Patients with chronic lung diseases are at higher risk for allergies, and experience more severe reactions when exposed to mold.

Indoor dampness environments correlate with upper-respiratory-tract symptoms, such as coughing and wheezing in people with asthma.

Found virtually everywhere, and can grow on almost any substance in the presence of moisture.

Mold reproduce by spores, which are carried by air currents.

When spores land on a moist surface suitable for life, they begin to grow.

Mold is normally found indoors at levels which do not affect most healthy individuals.

Common building materials are able to sustain mold growth.

Mold spores are ubiquitous, and growth in an indoor environment is typically related to water or moisture.

Flooding, leaky roofs, building-maintenance or indoor-plumbing problems can lead to

Interior mold growth can occur with flooding, leaky roofs, building-maintenance or indoor-plumbing problems.

Water vapor commonly condenses on surfaces cooler than the moisture-laden air, enabling mold to flourish, and passes through walls and ceilings, typically condensing during the winter in climates with a long heating season.

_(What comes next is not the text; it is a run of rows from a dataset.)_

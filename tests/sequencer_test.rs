//! End-to-end sequencer scenarios on the synthetic backend

use std::sync::{Arc, Mutex};
use std::time::{Duration, Instant};

use crabrec::encoding::{RawReader, RAW_MIME_TYPE};
use crabrec::testing::{EncoderFault, SyntheticBackend, SyntheticEncoderFactory, SyntheticFailure};
use crabrec::{
    AudioPriority, RecorderConfig, RecorderError, Selection, Sequencer, SequencerState, SourceKind,
    TrackKind, VideoPriority,
};

const VP8: &str = "video/webm;codecs=vp8";

fn config() -> RecorderConfig {
    let mut config = RecorderConfig::default();
    config.encoding.timeslice_ms = 20;
    config.encoding.finalize_timeout_ms = 5_000;
    config
}

fn setup(
    backend: SyntheticBackend,
    supported: &[&str],
    config: RecorderConfig,
) -> (Sequencer, Arc<SyntheticBackend>, Arc<SyntheticEncoderFactory>) {
    let backend = Arc::new(backend);
    let factory = Arc::new(SyntheticEncoderFactory::new(supported.iter().copied()));
    let sequencer = Sequencer::new(backend.clone(), factory.clone(), config);
    (sequencer, backend, factory)
}

fn record_for(sequencer: &mut Sequencer, selection: &Selection, duration: Duration) -> Arc<crabrec::Artifact> {
    sequencer.start(selection).unwrap();
    std::thread::sleep(duration);
    sequencer.stop().unwrap().expect("active session yields an artifact")
}

#[test]
fn test_camera_and_microphone_yield_one_artifact_with_both_tracks() {
    let (mut sequencer, backend, factory) =
        setup(SyntheticBackend::new(), &[VP8, "video/mp4;codecs=h264"], config());

    let artifact = record_for(&mut sequencer, &Selection::camera_and_microphone(), Duration::from_millis(200));

    assert_eq!(artifact.mime_type, VP8);
    assert_eq!(artifact.video_track_count(), 1);
    assert_eq!(artifact.audio_track_count(), 1);
    assert!(artifact.chunk_count >= 1);
    assert_eq!(factory.created(), 1);

    let parsed = RawReader::parse(&artifact.data).unwrap();
    assert_eq!(parsed.track_count(TrackKind::Video), 1);
    assert_eq!(parsed.track_count(TrackKind::Audio), 1);
    assert!(parsed.sample_count(TrackKind::Video) > 0);
    assert!(parsed.sample_count(TrackKind::Audio) > 0);

    assert_eq!(backend.active_devices(), 0);
    assert_eq!(sequencer.state(), SequencerState::Idle);
    assert!(Arc::ptr_eq(&sequencer.last_artifact().unwrap(), &artifact));
}

#[test]
fn test_unsupported_preferences_fall_back_to_default_container() {
    let (mut sequencer, _backend, _factory) = setup(SyntheticBackend::new(), &[], config());

    let artifact = record_for(&mut sequencer, &Selection::camera_only(), Duration::from_millis(100));

    assert_eq!(artifact.mime_type, RAW_MIME_TYPE);
    assert!(artifact.suggested_file_name("recording").ends_with(".crrec"));
}

#[test]
fn test_chunks_concatenate_into_a_parseable_stream() {
    let (mut sequencer, _backend, _factory) = setup(SyntheticBackend::new(), &[VP8], config());
    sequencer.start(&Selection::camera_and_microphone()).unwrap();

    let deadline = Instant::now() + Duration::from_secs(2);
    while sequencer.session_stats().unwrap().chunks_emitted < 3 && Instant::now() < deadline {
        std::thread::sleep(Duration::from_millis(10));
    }
    let stats = sequencer.session_stats().unwrap();
    assert!(stats.chunks_emitted >= 3);
    assert_eq!(stats.mime_type, VP8);

    let artifact = sequencer.stop().unwrap().unwrap();
    assert!(artifact.chunk_count >= 3);
    let parsed = RawReader::parse(&artifact.data).unwrap();
    assert_eq!(parsed.tracks.len(), 2);
    assert!(parsed.payload_bytes() > 0);
}

#[test]
fn test_failed_acquisition_creates_no_encoder_and_releases_devices() {
    let backend = SyntheticBackend::new().fail(SourceKind::Microphone, SyntheticFailure::PermissionDenied);
    let (mut sequencer, backend, factory) = setup(backend, &[VP8], config());

    let err = sequencer.start(&Selection::camera_and_microphone()).unwrap_err();

    assert!(matches!(err, RecorderError::PermissionDenied(SourceKind::Microphone, _)));
    assert!(err.user_message().starts_with("Error accessing media devices"));
    assert_eq!(backend.acquisitions(), 1, "camera was acquired before the microphone failed");
    assert_eq!(backend.active_devices(), 0);
    assert_eq!(factory.created(), 0);
    assert!(!sequencer.is_recording());
    assert_eq!(sequencer.state(), SequencerState::Idle);
    assert!(sequencer.last_artifact().is_none());
}

#[test]
fn test_double_start_is_rejected_and_keeps_the_session() {
    let (mut sequencer, backend, factory) = setup(SyntheticBackend::new(), &[VP8], config());

    let first = sequencer.start(&Selection::camera_only()).unwrap();
    let err = sequencer.start(&Selection::camera_and_microphone()).unwrap_err();

    assert!(matches!(err, RecorderError::AlreadyRecording));
    assert_eq!(sequencer.session_stats().unwrap().session_id, first);
    assert_eq!(backend.acquisitions(), 1);
    assert_eq!(factory.created(), 1);
    assert_eq!(sequencer.state(), SequencerState::Recording);

    let artifact = sequencer.stop().unwrap().unwrap();
    assert_eq!(artifact.video_track_count(), 1);
    assert_eq!(artifact.audio_track_count(), 0);
    assert!(sequencer.stop().unwrap().is_none());
}

#[test]
fn test_encoder_failure_fails_stop_and_keeps_last_artifact() {
    let (mut sequencer, backend, factory) = setup(SyntheticBackend::new(), &[VP8], config());
    let previous = record_for(&mut sequencer, &Selection::camera_only(), Duration::from_millis(50));

    factory.set_fault(Some(EncoderFault::FailAfterSamples(2)));
    sequencer.start(&Selection::camera_and_microphone()).unwrap();
    std::thread::sleep(Duration::from_millis(100));
    let err = sequencer.stop().unwrap_err();

    assert!(matches!(err, RecorderError::Encoding(_)));
    assert_eq!(sequencer.state(), SequencerState::Idle);
    assert!(!sequencer.is_recording());
    assert_eq!(backend.active_devices(), 0);
    assert!(Arc::ptr_eq(&sequencer.last_artifact().unwrap(), &previous));
}

#[test]
fn test_finalize_timeout_releases_devices_and_returns_to_idle() {
    let mut config = config();
    config.encoding.finalize_timeout_ms = 100;
    let (mut sequencer, backend, factory) = setup(SyntheticBackend::new(), &[VP8], config);
    factory.set_fault(Some(EncoderFault::StallOnFinish(Duration::from_secs(2))));

    sequencer.start(&Selection::camera_and_microphone()).unwrap();
    std::thread::sleep(Duration::from_millis(50));
    let started = Instant::now();
    let err = sequencer.stop().unwrap_err();

    assert!(matches!(err, RecorderError::FinalizeTimeout(_)));
    assert!(started.elapsed() < Duration::from_secs(1), "stop must not wait for the stalled encoder");
    assert_eq!(sequencer.state(), SequencerState::Idle);
    assert_eq!(backend.active_devices(), 0);
    assert!(sequencer.last_artifact().is_none());
    assert!(sequencer.stop().unwrap().is_none());
}

#[test]
fn test_stop_without_session_keeps_last_artifact() {
    let (mut sequencer, _backend, _factory) = setup(SyntheticBackend::new(), &[VP8], config());
    assert!(sequencer.stop().unwrap().is_none());
    assert!(matches!(sequencer.session_stats(), Err(RecorderError::NoActiveSession)));

    let artifact = record_for(&mut sequencer, &Selection::camera_only(), Duration::from_millis(50));
    assert!(sequencer.stop().unwrap().is_none());
    assert!(Arc::ptr_eq(&sequencer.last_artifact().unwrap(), &artifact));
}

#[test]
fn test_mixing_two_audio_sources_yields_one_audio_track() {
    let (mut sequencer, backend, _factory) = setup(SyntheticBackend::new(), &[VP8], config());

    sequencer.start(&Selection::screen_with_mixed_audio()).unwrap();
    assert_eq!(backend.active_devices(), 3);
    let stats = sequencer.session_stats().unwrap();
    let audio: Vec<_> = stats.tracks.iter().filter(|t| t.kind == TrackKind::Audio).collect();
    assert_eq!(audio.len(), 1);
    assert_eq!(audio[0].source, None);
    assert_eq!(audio[0].label, "mixed audio");

    std::thread::sleep(Duration::from_millis(200));
    let artifact = sequencer.stop().unwrap().unwrap();

    assert_eq!(artifact.audio_track_count(), 1);
    assert_eq!(artifact.video_track_count(), 1);
    let parsed = RawReader::parse(&artifact.data).unwrap();
    assert_eq!(parsed.track_count(TrackKind::Audio), 1);
    assert!(parsed.sample_count(TrackKind::Audio) > 0);
    assert_eq!(backend.active_devices(), 0);
}

#[test]
fn test_mixing_sources_with_different_rates_fails_cleanly() {
    let backend = SyntheticBackend::new().with_display_audio_rate(44_100);
    let (mut sequencer, backend, factory) = setup(backend, &[VP8], config());

    let err = sequencer.start(&Selection::screen_with_mixed_audio()).unwrap_err();

    assert!(matches!(err, RecorderError::IncompatibleAudio(_)));
    assert_eq!(backend.active_devices(), 0);
    assert_eq!(factory.created(), 0);
    assert_eq!(sequencer.state(), SequencerState::Idle);
}

#[test]
fn test_cancelled_display_picker_leaves_nothing_acquired() {
    let backend = SyntheticBackend::new().fail(SourceKind::DisplayVideo, SyntheticFailure::PickerCancelled);
    let (mut sequencer, backend, factory) = setup(backend, &[VP8], config());
    let selection = Selection {
        display_video: true,
        microphone: true,
        ..Selection::default()
    };

    let err = sequencer.start(&selection).unwrap_err();

    assert!(matches!(err, RecorderError::UserCancelledPicker(SourceKind::DisplayVideo)));
    assert!(!sequencer.is_recording());
    assert_eq!(backend.acquisitions(), 0);
    assert_eq!(backend.active_devices(), 0);
    assert_eq!(factory.created(), 0);
}

#[test]
fn test_empty_selection_is_invalid() {
    let (mut sequencer, backend, _factory) = setup(SyntheticBackend::new(), &[VP8], config());
    let err = sequencer.start(&Selection::default()).unwrap_err();
    assert!(matches!(err, RecorderError::InvalidSelection(_)));
    assert_eq!(backend.acquisitions(), 0);
}

#[test]
fn test_video_priority_picks_camera_and_keeps_display_acquired() {
    let (mut sequencer, backend, _factory) = setup(SyntheticBackend::new(), &[VP8], config());
    let selection = Selection {
        camera: true,
        display_video: true,
        video_priority: VideoPriority::CameraFirst,
        ..Selection::default()
    };

    sequencer.start(&selection).unwrap();
    assert_eq!(backend.active_devices(), 2);
    let stats = sequencer.session_stats().unwrap();
    assert_eq!(stats.tracks.len(), 1);
    assert_eq!(stats.tracks[0].source, Some(SourceKind::Camera));

    sequencer.stop().unwrap();
    assert_eq!(backend.active_devices(), 0);
}

#[test]
fn test_unmixed_audio_follows_priority() {
    let (mut sequencer, _backend, _factory) = setup(SyntheticBackend::new(), &[VP8], config());
    let selection = Selection {
        microphone: true,
        display_audio: true,
        audio_priority: AudioPriority::DisplayFirst,
        ..Selection::default()
    };

    sequencer.start(&selection).unwrap();
    let stats = sequencer.session_stats().unwrap();
    assert_eq!(stats.tracks.len(), 1);
    assert_eq!(stats.tracks[0].source, Some(SourceKind::DisplayAudio));
    sequencer.stop().unwrap();
}

#[test]
fn test_state_observer_sees_every_transition() {
    let (mut sequencer, _backend, _factory) = setup(
        SyntheticBackend::new().fail(SourceKind::Camera, SyntheticFailure::Unavailable),
        &[VP8],
        config(),
    );
    let seen = Arc::new(Mutex::new(Vec::new()));
    let sink = seen.clone();
    sequencer.on_state_change(move |state| sink.lock().unwrap().push(state));

    sequencer.start(&Selection::camera_only()).unwrap_err();
    sequencer.start(&Selection {
        microphone: true,
        ..Selection::default()
    })
    .unwrap();
    sequencer.stop().unwrap();

    use SequencerState::*;
    assert_eq!(
        *seen.lock().unwrap(),
        vec![Acquiring, Idle, Acquiring, Recording, Finalizing, Idle]
    );
}

#[test]
fn test_auto_download_saves_artifact() {
    let dir = tempfile::tempdir().unwrap();
    let mut config = config();
    config.storage.auto_download = true;
    config.storage.output_directory = dir.path().to_string_lossy().into_owned();
    config.storage.file_prefix = "take".to_string();
    let (mut sequencer, _backend, _factory) = setup(SyntheticBackend::new(), &[VP8], config);

    let artifact = record_for(&mut sequencer, &Selection::camera_only(), Duration::from_millis(60));

    let path = artifact.saved_path.clone().expect("artifact was saved");
    assert!(path.starts_with(dir.path()));
    assert_eq!(path.extension().unwrap(), "webm");
    assert_eq!(std::fs::read(&path).unwrap(), artifact.data.to_vec());
}

#[test]
fn test_dropping_an_active_sequencer_releases_devices() {
    let (mut sequencer, backend, _factory) = setup(SyntheticBackend::new(), &[VP8], config());
    sequencer.start(&Selection::camera_and_microphone()).unwrap();
    assert_eq!(backend.active_devices(), 2);
    drop(sequencer);
    assert_eq!(backend.active_devices(), 0);
}

#[test]
fn test_supported_mime_types_filters_preferences() {
    let (sequencer, _backend, _factory) = setup(
        SyntheticBackend::new(),
        &["video/webm;codecs=h264", VP8],
        config(),
    );
    assert_eq!(
        sequencer.supported_mime_types(),
        vec![VP8.to_string(), "video/webm;codecs=h264".to_string()]
    );
}

#[cfg(feature = "recording")]
#[test]
fn test_default_factory_records_camera_to_mp4() {
    let backend = SyntheticBackend::new().with_frame_interval(Duration::from_millis(40));
    let backend = Arc::new(backend);
    let mut sequencer = Sequencer::new(
        backend.clone(),
        Arc::new(crabrec::DefaultEncoderFactory),
        config(),
    );

    let artifact = record_for(&mut sequencer, &Selection::camera_only(), Duration::from_millis(300));

    assert_eq!(artifact.mime_type, "video/mp4;codecs=h264");
    assert_eq!(&artifact.data[4..8], b"ftyp");
    assert_eq!(backend.active_devices(), 0);
}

Floors over crawl spaces and basements, without vapor barriers or with dirt floors, are mold-prone.

Mold growth requires moisture, food sources and a substrate capable of sustaining growth.

Common building materials, such as plywood, drywall, carpets, and carpet padding, cardboard and the paper facing on drywall and organic matter such as soap, fabrics and dust-containing skin cells provide food for mold.

Food sources for mold in buildings include cellulose-based materials such as wood, cardboard and the paper facing on drywall and organic matter such as soap, fabrics and dust-containing skin cells.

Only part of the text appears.